Black Agenda Report (BAR) is a Black American news outlet and radio program launched in 2006.

== Content ==
Black Agenda Report concerns topics such as "women's rights issues, history, business, sports, and entertainment" from a Black American perspective. It is an independent, alternative, Black-owned, left-wing publication which denounces both the Democratic and Republican parties, positioning itself as an outsider. Its associated website publishes political commentary and reporting in both blog posts and more extensive articles.

== History ==
Black Agenda Report was founded as a radio and TV program in 2006 by Glen Ford, Bruce A. Dixon, Nellie Bailey, Margaret Kimberly, and Leutisha Stills. Ford had previously worked at the program Black Commentator, but left in 2006 to form the Report with other previous staff members. During the presidency of Barack Obama, journalists of the outlet severely criticized the president and accused him of being backed by corporations. Along with Facing South, the Report was the only media outlet to provide major coverage of the 2010 Georgia prison strike.

== Criticism ==
Netherlands-based investigative journalism group Bellingcat described BAR as one of several blogs and websites that "routinely promote pro-Assad conspiracy theories", in regards to the website being given the Serena Shim Award for Uncompromised Integrity, an award presented by the pro-Assad group Association for Investment in Popular Action Committees, describing one of its fronts, the Syria Solidarity Movement, as anti-semitic and fascist. Bellingcat also criticized the website for claiming the Sudanese revolution was a regime change operation.

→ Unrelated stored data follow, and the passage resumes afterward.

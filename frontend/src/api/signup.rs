//! 注册流程服务
//!
//! 注册阶段用户尚未拥有身份提供方账户，因此这里的接口全部以公开方式调用。

use std::rc::Rc;

use async_trait::async_trait;
use dafonow_shared::{
    ContactRecord, ContactSearchQuery, LinkContactRequest, SendOtpRequest, SignUpRequest,
    ValidateAccountRequest, ValidateAccountResponse, VerifyOtpRequest,
};

use leptos::prelude::*;
use leptos::reactive::owner::LocalStorage;

use super::{ApiClient, RequestOptions};
use super::error::ApiResult;

/// 注册流程所需的后端能力
#[async_trait(?Send)]
pub trait SignupApi {
    async fn validate_account(
        &self,
        request: &ValidateAccountRequest,
    ) -> ApiResult<ValidateAccountResponse>;

    /// 返回一页联系人，条数少于页大小表示没有更多
    async fn search_contacts(&self, query: &ContactSearchQuery) -> ApiResult<Vec<ContactRecord>>;

    async fn link_contact(&self, request: &LinkContactRequest) -> ApiResult<()>;

    /// 成功后服务端向邮箱发送第一封验证码
    async fn register(&self, request: &SignUpRequest) -> ApiResult<()>;

    async fn send_otp(&self, request: &SendOtpRequest) -> ApiResult<()>;

    async fn verify_otp(&self, request: &VerifyOtpRequest) -> ApiResult<()>;
}

/// 基于 `ApiClient` 的实现
#[derive(Clone)]
pub struct SignupService {
    client: ApiClient,
}

impl SignupService {
    pub fn new(client: ApiClient) -> Self {
        Self { client }
    }
}

#[async_trait(?Send)]
impl SignupApi for SignupService {
    async fn validate_account(
        &self,
        request: &ValidateAccountRequest,
    ) -> ApiResult<ValidateAccountResponse> {
        self.client.call(request, RequestOptions::public()).await
    }

    async fn search_contacts(&self, query: &ContactSearchQuery) -> ApiResult<Vec<ContactRecord>> {
        let envelope = self.client.call(query, RequestOptions::public()).await?;
        Ok(envelope.data)
    }

    async fn link_contact(&self, request: &LinkContactRequest) -> ApiResult<()> {
        self.client.call(request, RequestOptions::public()).await?;
        Ok(())
    }

    async fn register(&self, request: &SignUpRequest) -> ApiResult<()> {
        self.client.call(request, RequestOptions::public()).await?;
        Ok(())
    }

    async fn send_otp(&self, request: &SendOtpRequest) -> ApiResult<()> {
        self.client.call(request, RequestOptions::public()).await?;
        Ok(())
    }

    async fn verify_otp(&self, request: &VerifyOtpRequest) -> ApiResult<()> {
        self.client.call(request, RequestOptions::public()).await?;
        Ok(())
    }
}

// =========================================================
// 响应式上下文
// =========================================================

/// 组件通过 Context 取得的注册服务句柄
#[derive(Clone, Copy)]
pub struct SignupContext {
    api: StoredValue<Rc<dyn SignupApi>, LocalStorage>,
}

impl SignupContext {
    pub fn new(api: Rc<dyn SignupApi>) -> Self {
        Self {
            api: StoredValue::new_local(api),
        }
    }

    pub fn api(&self) -> Rc<dyn SignupApi> {
        self.api.get_value()
    }
}

pub fn use_signup_api() -> Rc<dyn SignupApi> {
    use_context::<SignupContext>()
        .expect("SignupContext should be provided")
        .api()
}
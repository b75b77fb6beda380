//! 后端 API 访问层
//!
//! - `client`: HTTP 客户端封装（令牌注入、URL 构建、响应解码）
//! - `error`: 错误归一化
//! - `signup`: 注册流程使用的服务接口

pub mod client;
pub mod error;
pub mod signup;

pub use client::{ApiClient, HttpTransport, RequestOptions, TokenSource};
pub use error::{ApiError, ApiResult};
pub use signup::{SignupApi, SignupContext, SignupService, use_signup_api};
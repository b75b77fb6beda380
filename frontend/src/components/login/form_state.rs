//! 向导句柄
//!
//! 将向导状态、通知与注册服务整合为 `WizardHandle`，负责：
//! - 提交状态的进入与结算
//! - 事件派发
//! - 结算结果到通知的转换

use std::rc::Rc;

use leptos::prelude::*;
use leptos::reactive::owner::LocalStorage;

use crate::api::{SignupApi, use_signup_api};
use crate::components::notification::{Notifier, use_notifier};
use crate::flow::notice::Notice;
use crate::flow::validation::{Field, FieldErrors};
use crate::flow::wizard::{Outcome, Transition, WizardEvent, WizardState, WizardStep};

/// 各步骤组件共享的句柄
///
/// 所有字段都是 `Copy` 的响应式句柄，可以直接作为 Props 传递。
#[derive(Clone, Copy)]
pub struct WizardHandle {
    pub state: RwSignal<WizardState>,
    notifier: Notifier,
    api: StoredValue<Rc<dyn SignupApi>, LocalStorage>,
}

impl WizardHandle {
    /// 需要在 Notifier 与 SignupContext 已提供的组件内调用
    pub fn new() -> Self {
        Self {
            state: RwSignal::new(WizardState::new()),
            notifier: use_notifier(),
            api: StoredValue::new_local(use_signup_api()),
        }
    }

    pub fn api(&self) -> Rc<dyn SignupApi> {
        self.api.get_value()
    }

    pub fn step(&self) -> WizardStep {
        self.state.with(|w| w.step)
    }

    pub fn is_submitting(&self) -> bool {
        self.state.with(|w| w.is_submitting)
    }

    pub fn notify(&self, notice: Notice) {
        self.notifier.show(notice);
    }

    /// 开始提交，返回结算时需要带回的 generation；已有提交进行中时返回 None
    pub fn begin_submit(&self) -> Option<u64> {
        self.state.try_update(|w| w.begin_submit()).flatten()
    }

    pub fn finish_submit(&self, generation: u64) {
        self.state.try_update(|w| w.finish_submit(generation));
    }

    /// 结算提交结果：展示通知并返回字段错误
    pub fn settle(&self, generation: u64, outcome: Outcome) -> FieldErrors {
        let feedback = self
            .state
            .try_update(|w| w.settle(generation, outcome))
            .unwrap_or_default();
        if let Some(notice) = feedback.notice {
            self.notifier.show(notice);
        }
        feedback.field_errors
    }

    /// 派发一个不涉及请求的事件（按钮、链接）
    pub fn dispatch(&self, event: WizardEvent) -> Option<Transition> {
        match self.state.try_update(|w| w.dispatch(event))? {
            Ok(transition) => Some(transition),
            Err(e) => {
                log::warn!("[Flow] {}", e);
                None
            }
        }
    }

    pub fn return_to_login(&self) {
        self.dispatch(WizardEvent::ReturnToLogin);
    }
}

/// 单步表单的字段错误
///
/// 字段被编辑时清除自身错误；`live` 字段在每次输入时重新校验。
#[derive(Clone, Copy)]
pub struct StepErrors(pub RwSignal<FieldErrors>);

impl StepErrors {
    pub fn new() -> Self {
        Self(RwSignal::new(FieldErrors::new()))
    }

    pub fn get(&self, field: Field) -> Option<String> {
        self.0.with(|e| e.get(field).map(str::to_string))
    }

    pub fn replace(&self, errors: FieldErrors) {
        let _ = self.0.try_set(errors);
    }

    pub fn update(&self, field: Field, message: Option<&str>) {
        self.0.update(|e| e.update(field, message));
    }

    pub fn clear(&self, field: Field) {
        self.0.update(|e| e.clear(field));
    }
}
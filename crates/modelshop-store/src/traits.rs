//! Catalog store trait definition

use async_trait::async_trait;
use modelshop_core::{CategoryFilter, ModelRecord, ShopResult};

/// Capability interface over the hosted catalog
///
/// The sync layer and the API server only ever talk to the remote
/// service through this trait, so both run unchanged against the
/// in-memory store.
#[async_trait]
pub trait CatalogStore: Send + Sync {
    /// Fetch all records passing the filter, ordered by creation
    /// timestamp descending
    async fn query_models(&self, filter: CategoryFilter) -> ShopResult<Vec<ModelRecord>>;

    /// Increment the stored download count for one record
    async fn increment_downloads(&self, id: &str) -> ShopResult<()>;

    /// Resolve a storage path into a fetchable URL
    ///
    /// This is a pure transformation; no network round trip happens
    /// here.
    fn resolve_public_url(&self, path: &str) -> String;

    /// Get the store backend name
    fn name(&self) -> &'static str;
}
//! Error types for modelshop

use thiserror::Error;

/// Main error type for modelshop
#[derive(Error, Debug)]
pub enum ShopError {
    /// Configuration error
    #[error("Configuration error: {0}")]
    Config(String),

    /// Remote catalog store error
    #[error("Store error: {0}")]
    Store(String),

    /// API error
    #[error("API error: {0}")]
    Api(String),

    /// Model not found
    #[error("Model not found: {0}")]
    ModelNotFound(String),

    /// Unknown category name
    #[error("Unknown category: {0}")]
    UnknownCategory(String),

    /// Upload draft failed validation
    #[error("Invalid upload draft: {0}")]
    InvalidDraft(String),

    /// IO error
    #[error("IO error: {0}")]
    Io(#[from] std::io::Error),

    /// Serialization error
    #[error("Serialization error: {0}")]
    Serialization(String),
}

/// Result type for modelshop operations
pub type ShopResult<T> = Result<T, ShopError>;

impl From<serde_json::Error> for ShopError {
    fn from(err: serde_json::Error) -> Self {
        ShopError::Serialization(err.to_string())
    }
}

impl From<toml::de::Error> for ShopError {
    fn from(err: toml::de::Error) -> Self {
        ShopError::Config(err.to_string())
    }
}

#[cfg(test)]
mod tests {
    use super::*;

    #[test]
    fn test_error_display() {
        let err = ShopError::Store("connection refused".to_string());
        assert_eq!(err.to_string(), "Store error: connection refused");

        let err = ShopError::ModelNotFound("abc".to_string());
        assert_eq!(err.to_string(), "Model not found: abc");
    }

    #[test]
    fn test_error_from_io() {
        let io_err = std::io::Error::new(std::io::ErrorKind::NotFound, "file not found");
        let err: ShopError = io_err.into();
        assert!(matches!(err, ShopError::Io(_)));
    }
}
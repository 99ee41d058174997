//! Page-level view state
//!
//! `CatalogViewState` coordinates the active category, the view mode,
//! and the current selection. The selected record is derived from the
//! sync layer on every read, so a reload that drops the record
//! implicitly clears the selection.

use modelshop_core::{CategoryFilter, ModelRecord};
use std::sync::Arc;
use tracing::debug;

use crate::catalog::CatalogSync;
use crate::preview::PreviewScene;

/// Catalog rendering mode
#[derive(Debug, Clone, Copy, PartialEq, Eq, Default)]
pub enum ViewMode {
    /// Card grid
    #[default]
    Grid,
    /// One row per model
    List,
}

/// Controller for the catalog page
pub struct CatalogViewState {
    sync: Arc<CatalogSync>,
    category: CategoryFilter,
    view_mode: ViewMode,
    selected: Option<String>,
}

impl CatalogViewState {
    /// Create a view over a sync layer, with the "all" category,
    /// grid mode, and no selection
    pub fn new(sync: Arc<CatalogSync>) -> Self {
        Self {
            sync,
            category: CategoryFilter::All,
            view_mode: ViewMode::Grid,
            selected: None,
        }
    }

    /// Active category filter
    pub fn category(&self) -> CategoryFilter {
        self.category
    }

    /// Active view mode
    pub fn view_mode(&self) -> ViewMode {
        self.view_mode
    }

    /// Change the view mode
    pub fn set_view_mode(&mut self, mode: ViewMode) {
        self.view_mode = mode;
    }

    /// Underlying sync layer
    pub fn sync(&self) -> &Arc<CatalogSync> {
        &self.sync
    }

    /// Change the active category and reload the catalog for it
    pub async fn select_category(&mut self, filter: CategoryFilter) {
        debug!(filter = %filter, "Selecting category");
        self.category = filter;
        self.sync.load(filter).await;
    }

    /// Select a model by id
    ///
    /// Ids absent from the current list are ignored, so a stray
    /// selection can never break the preview pane.
    pub async fn select_model(&mut self, id: &str) {
        if self.sync.get(id).await.is_some() {
            self.selected = Some(id.to_string());
        } else {
            debug!(model_id = %id, "Ignoring selection of unknown model");
        }
    }

    /// The record matching the current selection, derived from the
    /// current list
    pub async fn selected_record(&self) -> Option<ModelRecord> {
        match &self.selected {
            Some(id) => self.sync.get(id).await,
            None => None,
        }
    }

    /// What the preview pane should display right now
    pub async fn preview_scene(&self) -> PreviewScene {
        match self.selected_record().await {
            Some(record) => PreviewScene::Asset {
                url: self.sync.resolve_asset_url(&record.file_path),
                name: record.name,
            },
            None => PreviewScene::Placeholder,
        }
    }
}
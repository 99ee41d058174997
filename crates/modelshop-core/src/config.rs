//! Configuration types for the modelshop daemon

use serde::{Deserialize, Serialize};
use std::path::PathBuf;

/// Main daemon configuration
#[derive(Debug, Clone, Default, Serialize, Deserialize)]
pub struct DaemonConfig {
    /// API server configuration
    #[serde(default)]
    pub api: ApiConfig,
    /// Remote catalog store configuration
    #[serde(default)]
    pub store: StoreConfig,
    /// Logging configuration
    #[serde(default)]
    pub logging: LoggingConfig,
}

impl DaemonConfig {
    /// Load configuration from a TOML file
    pub fn from_file(path: &std::path::Path) -> Result<Self, crate::ShopError> {
        let content = std::fs::read_to_string(path)
            .map_err(|e| crate::ShopError::Config(format!("Failed to read config file: {}", e)))?;
        toml::from_str(&content)
            .map_err(|e| crate::ShopError::Config(format!("Failed to parse config: {}", e)))
    }
}

/// API server configuration
#[derive(Debug, Clone, Serialize, Deserialize)]
pub struct ApiConfig {
    /// Address to bind the REST API server
    pub address: String,
    /// Port for the REST API server
    pub port: u16,
    /// Enable CORS
    pub cors_enabled: bool,
    /// Allowed CORS origins; "*" means any
    pub cors_origins: Vec<String>,
}

impl Default for ApiConfig {
    fn default() -> Self {
        Self {
            address: "0.0.0.0".to_string(),
            port: 9090,
            cors_enabled: true,
            cors_origins: vec!["*".to_string()],
        }
    }
}

/// Remote catalog store configuration
#[derive(Debug, Clone, Serialize, Deserialize)]
pub struct StoreConfig {
    /// Base URL of the hosted data service
    pub base_url: String,
    /// API key sent with every request
    pub api_key: Option<String>,
    /// Table holding model records
    pub table: String,
    /// Object storage bucket holding model assets
    pub bucket: String,
}

impl Default for StoreConfig {
    fn default() -> Self {
        Self {
            base_url: "http://localhost:54321".to_string(),
            api_key: None,
            table: "models".to_string(),
            bucket: "models".to_string(),
        }
    }
}

/// Logging configuration
#[derive(Debug, Clone, Serialize, Deserialize)]
pub struct LoggingConfig {
    /// Log level (trace, debug, info, warn, error)
    pub level: String,
    /// Log file path (if any)
    pub file: Option<PathBuf>,
}

impl Default for LoggingConfig {
    fn default() -> Self {
        Self {
            level: "info".to_string(),
            file: None,
        }
    }
}
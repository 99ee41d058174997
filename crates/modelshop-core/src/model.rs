//! Model record and category type definitions

use chrono::{DateTime, Utc};
use serde::{Deserialize, Serialize};
use std::str::FromStr;

use crate::error::ShopError;

/// A single catalog entry for a 3D model asset
#[derive(Debug, Clone, PartialEq, Serialize, Deserialize)]
pub struct ModelRecord {
    /// Opaque unique identifier, immutable once created
    pub id: String,
    /// Human-readable display name
    pub name: String,
    /// Author display name
    pub author: String,
    /// Price in USD; zero means free
    pub price: f64,
    /// Catalog category
    pub category: Category,
    /// Community rating in [0, 5]
    pub rating: f64,
    /// Download count; only ever incremented by this layer
    pub downloads: u64,
    /// Optional long description
    #[serde(default, skip_serializing_if = "Option::is_none")]
    pub description: Option<String>,
    /// Optional free-form tags
    #[serde(default, skip_serializing_if = "Option::is_none")]
    pub tags: Option<Vec<String>>,
    /// Storage path of the primary asset, resolved by the store into a URL
    pub file_path: String,
    /// Optional storage path of a thumbnail image
    #[serde(default, skip_serializing_if = "Option::is_none")]
    pub thumbnail_path: Option<String>,
    /// Creation timestamp; catalog queries order by this, newest first
    pub created_at: DateTime<Utc>,
}

impl ModelRecord {
    /// Whether this model is free to download
    pub fn is_free(&self) -> bool {
        self.price == 0.0
    }
}

/// Fixed classification tags used to filter the catalog
#[derive(Debug, Clone, Copy, PartialEq, Eq, Hash, Serialize, Deserialize)]
pub enum Category {
    Furniture,
    Characters,
    Vehicles,
    Weapons,
    Architecture,
    Nature,
}

impl Category {
    /// All categories, in catalog display order
    pub const ALL: [Category; 6] = [
        Category::Furniture,
        Category::Characters,
        Category::Vehicles,
        Category::Weapons,
        Category::Architecture,
        Category::Nature,
    ];
}

impl std::fmt::Display for Category {
    fn fmt(&self, f: &mut std::fmt::Formatter<'_>) -> std::fmt::Result {
        match self {
            Category::Furniture => write!(f, "Furniture"),
            Category::Characters => write!(f, "Characters"),
            Category::Vehicles => write!(f, "Vehicles"),
            Category::Weapons => write!(f, "Weapons"),
            Category::Architecture => write!(f, "Architecture"),
            Category::Nature => write!(f, "Nature"),
        }
    }
}

impl FromStr for Category {
    type Err = ShopError;

    fn from_str(s: &str) -> Result<Self, Self::Err> {
        match s.to_lowercase().as_str() {
            "furniture" => Ok(Category::Furniture),
            "characters" => Ok(Category::Characters),
            "vehicles" => Ok(Category::Vehicles),
            "weapons" => Ok(Category::Weapons),
            "architecture" => Ok(Category::Architecture),
            "nature" => Ok(Category::Nature),
            other => Err(ShopError::UnknownCategory(other.to_string())),
        }
    }
}

/// Catalog query filter: everything, or a single category
#[derive(Debug, Clone, Copy, PartialEq, Eq, Hash, Serialize, Deserialize)]
pub enum CategoryFilter {
    /// The "all" sentinel: no category constraint
    All,
    /// Equality filter on one category
    Only(Category),
}

impl CategoryFilter {
    /// Whether a record passes this filter
    pub fn matches(&self, record: &ModelRecord) -> bool {
        match self {
            CategoryFilter::All => true,
            CategoryFilter::Only(c) => record.category == *c,
        }
    }
}

impl std::fmt::Display for CategoryFilter {
    fn fmt(&self, f: &mut std::fmt::Formatter<'_>) -> std::fmt::Result {
        match self {
            CategoryFilter::All => write!(f, "All"),
            CategoryFilter::Only(c) => write!(f, "{}", c),
        }
    }
}

impl FromStr for CategoryFilter {
    type Err = ShopError;

    fn from_str(s: &str) -> Result<Self, Self::Err> {
        if s.eq_ignore_ascii_case("all") {
            Ok(CategoryFilter::All)
        } else {
            Ok(CategoryFilter::Only(s.parse()?))
        }
    }
}

#[cfg(test)]
mod tests {
    use super::*;

    fn record(category: Category) -> ModelRecord {
        ModelRecord {
            id: "1".to_string(),
            name: "Modern Chair".to_string(),
            author: "DesignPro".to_string(),
            price: 29.99,
            category,
            rating: 4.8,
            downloads: 1247,
            description: None,
            tags: None,
            file_path: "chairs/modern.glb".to_string(),
            thumbnail_path: None,
            created_at: Utc::now(),
        }
    }

    #[test]
    fn test_category_roundtrip() {
        for c in Category::ALL {
            let parsed: Category = c.to_string().parse().unwrap();
            assert_eq!(parsed, c);
        }
        assert!("gadgets".parse::<Category>().is_err());
    }

    #[test]
    fn test_filter_parse() {
        assert_eq!("all".parse::<CategoryFilter>().unwrap(), CategoryFilter::All);
        assert_eq!(
            "furniture".parse::<CategoryFilter>().unwrap(),
            CategoryFilter::Only(Category::Furniture)
        );
        assert!("gadgets".parse::<CategoryFilter>().is_err());
    }

    #[test]
    fn test_filter_matches() {
        let r = record(Category::Furniture);
        assert!(CategoryFilter::All.matches(&r));
        assert!(CategoryFilter::Only(Category::Furniture).matches(&r));
        assert!(!CategoryFilter::Only(Category::Nature).matches(&r));
    }

    #[test]
    fn test_is_free() {
        let mut r = record(Category::Nature);
        assert!(!r.is_free());
        r.price = 0.0;
        assert!(r.is_free());
    }

    #[test]
    fn test_record_json_roundtrip() {
        let r = record(Category::Vehicles);
        let json = serde_json::to_string(&r).unwrap();
        let back: ModelRecord = serde_json::from_str(&json).unwrap();
        assert_eq!(back, r);
    }
}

Other publications have criticized BAR for denying the Persecution of Uyghurs in Xinjiang. Coda Story identified the website as part of a fringe group of leftists who deny the persecution, citing a January 2020 piece by contributing editor Danny Haiphong, who denied the existence of "concentration camps" in Xinjiang after a tour of the country. World Magazine also criticized editor and columnist Margaret Kimberly for denying the existence of internment camps, in which she tweeted: "These are lies. There is no evidence of Uighur ‘concentration camps.’ More hybrid war against China." Kimberley also appeared on the Chinese state-controlled television network CGTV, where she stated that the US was "in no position to talk about human rights in China or anywhere else" due to its high incarceration rate.

African-American studies scholar Molefi Kete Asante has opposed the BAR as a Marxist publication contrary to Afrocentricity and Pan-Africanism, deeming it a '"black" Marxist propagandistic instrument that is both anemic and corrupt.' Asante furthermore alleged to have received ad hominem attacks from Ford and BAR in response to his criticisms.